Я наклонился над матросом, сердце его билось, он дышал, но пульс его был слабым. Я внимательно осмотрел пострадавшего и обнаружил обширную гематому на затылке и левом плече. Я открыл ему веки и посветил в них дядюшкиным фонарем, но зрачки не реагировали.

— У него сотрясение мозга, и скорее всего сломаны несколько ребер, и вывихнуто плечо, — сообщил я.

— Как скоро он придет в себя? — спросил капитан.

— Возможно сегодня, а возможно завтра, через неделю, месяц. Я не знаю. Наука пока не в силах предсказать что-то в подобных случаях. Самое полезное, что мы можем сейчас сделать, это отнести его в лазарет и присматривать за ним, пока он не очнется. Я вправлю плечо, наложу повязку на голову и на ребра, остальное будет зависеть лишь от него самого.

— Хорошо, — одобрил капитан. — Господин О,Нейл, не могли бы вы помочь нам отнести бедолагу в лазарет?

— Конечно, капитан! — сказал великан и, взяв матроса на руки, понес его в лазарет.

— Эх, бедняга! Такой молодой, как же так вышло?! — терзал себя Аллен.

— Господин Тран, что Вы видели? Как это случилось? Опишите подробнее, — расспрашивал капитан матроса. Нильс Тран стоял у мачты, оперевшись на нее плечом, и угрюмо смотрел куда-то в пустоту. Его взгляд был потерянным, он сложил руки на груди и поглаживал свою черную бороду.

— Я был на грот-рее, поднимал парус. Хенрик что-то крикнул мне, но я не расслышал что. Когда я повернулся, он уже лежал внизу, — ответил парусный мастер.
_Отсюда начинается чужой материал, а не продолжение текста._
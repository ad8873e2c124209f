//! Pending timeouts
//!
//! Every connection carries at most one pending timeout. The periodic sweep
//! closes whatever has passed its deadline.

use std::time::{Duration, Instant};

use hashbrown::HashMap;

use super::ConnId;

/// What a connection is waiting for
#[derive(Clone, Copy, Debug, PartialEq, Eq, Hash)]
pub enum PendingTimeout {
    AwaitingConnectResponse,
    AwaitingProxyResponse,
    AwaitingSocksGreetingReply,
    AwaitingSocksAuthReply,
    AwaitingSocksConnectReply,
    SentClientHandshake,
    AwaitingClientHsSend,
    ClientIssuePayload,
    AwaitingServerResponse,
    AwaitingSslHandshake,
    ClientConnIdle,
    CloseAck,
    HttpKeepaliveIdle,
    /// A keepalive PING is due on the next writable event
    WsPongCheckSendPing,
    /// A keepalive PING is out, waiting for its PONG
    WsPongCheckGetPong,
}

#[derive(Clone, Copy, Debug)]
struct Entry {
    reason: PendingTimeout,
    set_at: Instant,
    limit: Duration,
}

/// Timeout registrations of one worker
#[derive(Debug, Default)]
pub struct TimeoutList {
    entries: HashMap<ConnId, Entry>,
}

impl TimeoutList {
    #[must_use]
    pub fn new() -> Self {
        Self::default()
    }

    /// Replace any existing timeout of `conn`.
    pub fn set(&mut self, conn: ConnId, reason: PendingTimeout, secs: u64, now: Instant) {
        self.entries.insert(
            conn,
            Entry {
                reason,
                set_at: now,
                limit: Duration::from_secs(secs),
            },
        );
    }

    pub fn clear(&mut self, conn: ConnId) -> Option<PendingTimeout> {
        self.entries.remove(&conn).map(|e| e.reason)
    }

    #[must_use]
    pub fn get(&self, conn: ConnId) -> Option<PendingTimeout> {
        self.entries.get(&conn).map(|e| e.reason)
    }

    /// Connections whose deadline has passed, oldest registration first
    #[must_use]
    pub fn expired(&self, now: Instant) -> Vec<(ConnId, PendingTimeout)> {
        let mut hits: Vec<_> = self
            .entries
            .iter()
            .filter(|(_, e)| now.saturating_duration_since(e.set_at) > e.limit)
            .map(|(id, e)| (*id, e.reason, e.set_at))
            .collect();
        hits.sort_by_key(|(_, _, set_at)| *set_at);
        hits.into_iter().map(|(id, reason, _)| (id, reason)).collect()
    }

    #[must_use]
    pub fn len(&self) -> usize {
        self.entries.len()
    }

    #[must_use]
    pub fn is_empty(&self) -> bool {
        self.entries.is_empty()
    }
}
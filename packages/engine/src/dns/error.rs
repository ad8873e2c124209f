//! Resolver errors

use std::io;

/// Failure reported by a [`Resolve`](super::Resolve) implementation
#[derive(Debug, thiserror::Error)]
pub enum ResolverError {
    #[error("lookup of {host} failed: {source}")]
    Lookup {
        host: String,
        #[source]
        source: io::Error,
    },
    #[error("no addresses found for {0}")]
    NoAddresses(String),
    #[error("invalid host name: {0}")]
    InvalidName(String),
}

impl ResolverError {
    pub fn lookup(host: impl Into<String>, source: io::Error) -> Self {
        Self::Lookup {
            host: host.into(),
            source,
        }
    }

    pub fn no_addresses(host: impl Into<String>) -> Self {
        Self::NoAddresses(host.into())
    }
}
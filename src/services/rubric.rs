//! Rubric service

use anyhow::Context;
use sqlx::SqlitePool;

use crate::db::UnitOfWork;
use crate::models::Rubric;

use super::ServiceError;

/// Rubric service for managing news sections
pub struct RubricService {
    pool: SqlitePool,
}

impl RubricService {
    /// Create a new rubric service on the given pool.
    pub fn new(pool: SqlitePool) -> Self {
        Self { pool }
    }

    /// Get all rubrics.
    pub async fn get_all(&self) -> Result<Vec<Rubric>, ServiceError> {
        let uow = UnitOfWork::begin(&self.pool).await?;
        uow.rubrics
            .get_all()
            .await
            .context("Failed to list rubrics")
            .map_err(Into::into)
    }

    /// Get one rubric by id.
    ///
    /// # Errors
    ///
    /// - `NotFound` if no rubric has the given id
    pub async fn get_by_id(&self, id: i64) -> Result<Rubric, ServiceError> {
        let uow = UnitOfWork::begin(&self.pool).await?;
        uow.rubrics
            .get_by_id(id)
            .await
            .context("Failed to get rubric")?
            .ok_or_else(|| ServiceError::NotFound(format!("Rubric with id {} not found", id)))
    }

    /// Create a rubric.
    pub async fn add(&self, name: &str) -> Result<Rubric, ServiceError> {
        let trimmed = name.trim();
        if trimmed.is_empty() {
            return Err(ServiceError::Validation(
                "Rubric name cannot be empty".to_string(),
            ));
        }

        let uow = UnitOfWork::begin(&self.pool).await?;
        let rubric = uow
            .rubrics
            .add(&Rubric::new(trimmed.to_string()))
            .await
            .context("Failed to create rubric")?;
        uow.save_changes().await?;

        Ok(rubric)
    }

    /// Rename an existing rubric.
    ///
    /// # Errors
    ///
    /// - `NotFound` if no rubric has the given id
    pub async fn update(&self, id: i64, name: &str) -> Result<Rubric, ServiceError> {
        let uow = UnitOfWork::begin(&self.pool).await?;
        let mut rubric = uow
            .rubrics
            .get_by_id(id)
            .await
            .context("Failed to get rubric")?
            .ok_or_else(|| ServiceError::NotFound(format!("Rubric with id {} not found", id)))?;

        rubric.name = name.trim().to_string();
        uow.rubrics
            .update(&rubric)
            .await
            .context("Failed to update rubric")?;
        uow.save_changes().await?;

        Ok(rubric)
    }

    /// Delete a rubric.
    ///
    /// # Errors
    ///
    /// - `NotFound` if no rubric has the given id
    pub async fn delete(&self, id: i64) -> Result<(), ServiceError> {
        let uow = UnitOfWork::begin(&self.pool).await?;
        uow.rubrics
            .get_by_id(id)
            .await
            .context("Failed to get rubric")?
            .ok_or_else(|| ServiceError::NotFound(format!("Rubric with id {} not found", id)))?;

        uow.rubrics
            .delete(id)
            .await
            .context("Failed to delete rubric")?;
        uow.save_changes().await?;

        Ok(())
    }
}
— Как же такой хороший матрос, как Хенрик Айердаль, знающий свое дело с пеленок, мог совершить такую неосторожность? — спросил Ларс Нансен.

— Вы подозреваете меня в чем-то, боцман? — угрожающе спросил матрос.

— Ни в коем случае, господин Тран, я лишь хочу понять, что произошло. Я вас не обвиняю, я никого не обвиняю.

— Это просто несчастный случай, вот и всё, — сказал Нильс Тран.

— Необходимо, чтобы все написали мне объяснительные, кто и где находился в момент происшествия и что видел. Вы знаете правила, — сообщил всем капитан и удалился в кают-компанию.

Я наложил повязку и еще раз осмотрел Хенрика Айердаля, но ничего больше не обнаружил.

Весь день больной лежал и не приходил в себя. Все это время на корабле ходили разные слухи о том, что матрос умрет, или что это призрак толкнул его с реи и тот упал. Другие же говорили, что он очнется с минуты на минуту. Но матрос Хенрик Айердаль оставался в том же состоянии, что и прежде. Вся команда надеялась на благоприятный исход.

К вечеру я поднялся в кают-компанию, где капитан читал объяснительные команды.

— Ну как обстоят дела с нашим бедолагой? — спросил он меня.

— Также, дядя. Хорошо то, что нет осложнений и его состояние не ухудшилось.

— Это правда, — сказал дядя, но мысли его были о чем-то другом. — Знаешь, я прочел все объяснительные нашего экипажа, но не нашел никаких намеков на то, что это был не несчастный случай.

— Вы полагаете, что Хенрика Айердаля столкнули вниз? — удивленно спросил я капитана.

— Я не уверен, но также я не уверен и в том, что молодой матрос, смекалистый, бодрый и сильный, мог сорваться с реи во время легкого ветерка. А как ты думаешь? — спросил меня дядя. Он повернулся ко мне и, сняв очки, наклонил голову слегка вниз и ждал моего ответа.

— Мне думается, что вся эта история с Хенриком не лишена смысла. И единственный способ проверить, был ли это несчастный случай или его толкнули, мы можем только в случае его пробуждения. Но пока он спит, нам не стоит распространяться о наших предположениях кому-либо, ведь это может повлечь за собой серьезные последствия, — предупредил я дядю.

— Ты прав. Нам остается ждать и…, — он вдруг замолчал и словно что-то его осенило. — А если его толкнули, и тот, кто это сделал, решит закончить начатое, чтобы очнувшийся не выдал его тайну! Быстрее, беги в лазарет!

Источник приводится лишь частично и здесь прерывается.